Howell is of course peeved that I did not reference his (neglected) work and has found my ignorance of his work—to which I plead guilty—to be a useful pretext for ever so slightly and underhandedly accusing me of plagiarism. However, apart from the fact that I believe his beef is rather silly, which it behoves a professional philosopher to refrain from in an academic debate in print (for, as I said, whose work is not to a greater or lesser extent ignored in the literature?), I don’t believe that anything of what Howell may have argued in his own book is identical or even close to my interpretation of the Leitfadenpassage in particular (see also my account here) or indeed of any of the Deduction topics he mentions such that his interpretation ‘anticipates’ my interpretation, given that in the exchange I have with him in the book symposium he’s rather severe in his criticisms of central claims of my interpretation of Kant’s Deduction—his views are for the most part diametrically opposed to mine.
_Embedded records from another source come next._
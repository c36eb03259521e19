//! Prelude module - common imports for working with `Expected`
//!
//! Import this module to get all common types and traits:
//! ```rust
//! use expected::prelude::*;
//!
//! let total = Expected::<i32, String>::of_value(20)
//!     .map(|v| v + 1)
//!     .pipe(|e| e.map(|v| v * 2));
//! assert_eq!(total.get_value(), Ok(&42));
//! ```

// Re-export functional utilities
pub use itertools::Itertools;
pub use tap::{Pipe, Tap};

// Re-export error types
pub use expected_core::{Error, Result, Slot};

// Re-export the core type and its extension traits
pub use expected_core::{CheckedExpected, Expected, ExpectedExt, IntoExpected, OptionExt};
He also says, in the closing paragraphs of his essay, that my ‘work is sometimes difficult to follow’, implying that he doesn’t understand what might be central parts of my interpretation, and a lot of what he says in his critique of my work indeed suggests to me that he really hasn’t captured central aspects of my interpretation of the Deduction, including the Leitfaden. As I hint in my reply in the book symposium, in his commentary Howell seems often confused about my reading (while he also makes his own points confusingly), where I think I am pretty clear (what I think is the case is that he espouses a different, more regimented, notion of what philosophical clarity means, so that everything that falls outside that regiment is considered vague by definition). The least he could and should do is point out where he thinks my interpretation is anticipated by his, at least for the parts he was able to follow; I think he will have a hard time finding such passages.
[*] the original version of the underlined passage was clearer in its charge. I asked the editor of Kantian Review that this be changed, but it was quite difficult to get the result I wanted. Probably seniority played a key role here, a systematic problem plaguing professional philosophy.